START Material supplied
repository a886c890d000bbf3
use desk_ai::SendOutcome;

use crate::cli::GlobalFlags;
use crate::cli::root_commands::AskArgs;
use crate::context::AppContext;
use crate::output::output_text;

/// Handle `desk ask`.
pub async fn handle(args: &AskArgs, ctx: &AppContext, flags: &GlobalFlags) -> anyhow::Result<()> {
    let prompt = args.prompt.join(" ");
    let session = ctx.chat_session();

    match session.send(&prompt).await {
        SendOutcome::Empty => anyhow::bail!("question is empty"),
        SendOutcome::Busy => anyhow::bail!("a question is already in progress"),
        SendOutcome::Replied(message) => output_text("answer", &message.text, flags.command_format()),
    }
}
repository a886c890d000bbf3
//! Entry identifiers.
//!
//! Identifiers come from a per-collection monotonic counter. Two entries
//! created back to back in the same collection always get distinct ids.

use schemars::JsonSchema;
use serde::{Deserialize, Serialize};
use std::fmt;

/// Identifier of one row in a list editor.
#[derive(
    Debug, Clone, Copy, PartialEq, Eq, Hash, PartialOrd, Ord, Serialize, Deserialize, JsonSchema,
)]
#[serde(transparent)]
pub struct EntryId(pub u64);

impl fmt::Display for EntryId {
    fn fmt(&self, f: &mut fmt::Formatter<'_>) -> fmt::Result {
        write!(f, "{}", self.0)
    }
}

/// Monotonic source of [`EntryId`]s for one collection.
#[derive(Debug, Clone)]
pub struct IdGenerator {
    next: u64,
}

impl Default for IdGenerator {
    fn default() -> Self {
        Self::new()
    }
}

impl IdGenerator {
    /// Start issuing ids at 1.
    #[must_use]
    pub const fn new() -> Self {
        Self { next: 1 }
    }

    /// Start issuing ids above the largest id already in use.
    #[must_use]
    pub fn after<I>(existing: I) -> Self
    where
        I: IntoIterator<Item = EntryId>,
    {
        let highest = existing.into_iter().map(|id| id.0).max().unwrap_or(0);
        Self {
            next: highest.saturating_add(1),
        }
    }

    /// Issue the next id.
    pub const fn next_id(&mut self) -> EntryId {
        let id = EntryId(self.next);
        self.next = self.next.saturating_add(1);
        id
    }
}

#[cfg(test)]
mod tests {
    use std::collections::HashSet;

    use super::*;

    #[test]
    fn rapid_ids_are_unique() {
        let mut ids = IdGenerator::new();
        let issued: HashSet<EntryId> = (0..10_000).map(|_| ids.next_id()).collect();
        assert_eq!(issued.len(), 10_000);
    }

    #[test]
    fn after_skips_existing_ids() {
        let mut ids = IdGenerator::after([EntryId(4), EntryId(9), EntryId(2)]);
        assert_eq!(ids.next_id(), EntryId(10));
        assert_eq!(ids.next_id(), EntryId(11));
    }

    #[test]
    fn after_empty_starts_at_one() {
        let mut ids = IdGenerator::after(std::iter::empty());
        assert_eq!(ids.next_id(), EntryId(1));
    }
}
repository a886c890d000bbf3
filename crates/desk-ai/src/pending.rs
//! Single in-flight request guard.

use std::sync::atomic::{AtomicBool, Ordering};

/// Holds a pending flag high for as long as it lives.
///
/// Dropping the guard (including when the owning future is dropped mid-await)
/// lowers the flag again.
pub struct PendingGuard<'a> {
    flag: &'a AtomicBool,
}

impl<'a> PendingGuard<'a> {
    /// Raise `flag`, or return `None` if it is already raised.
    pub fn acquire(flag: &'a AtomicBool) -> Option<Self> {
        flag.compare_exchange(false, true, Ordering::AcqRel, Ordering::Acquire)
            .ok()
            .map(|_| Self { flag })
    }
}

impl Drop for PendingGuard<'_> {
    fn drop(&mut self) {
        self.flag.store(false, Ordering::Release);
    }
}
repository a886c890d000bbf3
mod app_context;
mod config_warnings;

pub use app_context::AppContext;
pub use config_warnings::warn_unconfigured;
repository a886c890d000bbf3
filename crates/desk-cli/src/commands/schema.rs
use desk_core::entities::{Assignment, ChatMessage, GpaEntry, TimeSlot};
use desk_core::gpa::GpaSummary;
use schemars::{Schema, schema_for};

use crate::cli::GlobalFlags;
use crate::cli::root_commands::SchemaArgs;
use crate::output::output;

/// Entity names accepted by `desk schema`.
pub const SCHEMA_TYPES: [&str; 5] = [
    "assignment",
    "time_slot",
    "gpa_entry",
    "chat_message",
    "gpa_summary",
];

/// Handle `desk schema`.
pub fn handle(args: &SchemaArgs, flags: &GlobalFlags) -> anyhow::Result<()> {
    let schema = schema_by_name(&args.type_name)?;
    output(&schema, flags.command_format())
}

fn schema_by_name(name: &str) -> anyhow::Result<Schema> {
    let schema = match name.trim().to_ascii_lowercase().replace('-', "_").as_str() {
        "assignment" => schema_for!(Assignment),
        "time_slot" => schema_for!(TimeSlot),
        "gpa_entry" => schema_for!(GpaEntry),
        "chat_message" => schema_for!(ChatMessage),
        "gpa_summary" => schema_for!(GpaSummary),
        _ => anyhow::bail!(
            "unknown schema type '{name}' (expected one of: {})",
            SCHEMA_TYPES.join(", ")
        ),
    };
    Ok(schema)
}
END Material supplied
§ **Work order**: Here the job is to output the lines from the start of the material through the line with "question is already", inclusive, exactly and with nothing else.

§ **Result below**:
repository a886c890d000bbf3
use desk_ai::SendOutcome;

use crate::cli::GlobalFlags;
use crate::cli::root_commands::AskArgs;
use crate::context::AppContext;
use crate::output::output_text;

/// Handle `desk ask`.
pub async fn handle(args: &AskArgs, ctx: &AppContext, flags: &GlobalFlags) -> anyhow::Result<()> {
    let prompt = args.prompt.join(" ");
    let session = ctx.chat_session();

    match session.send(&prompt).await {
        SendOutcome::Empty => anyhow::bail!("question is empty"),
        SendOutcome::Busy => anyhow::bail!("a question is already in progress"),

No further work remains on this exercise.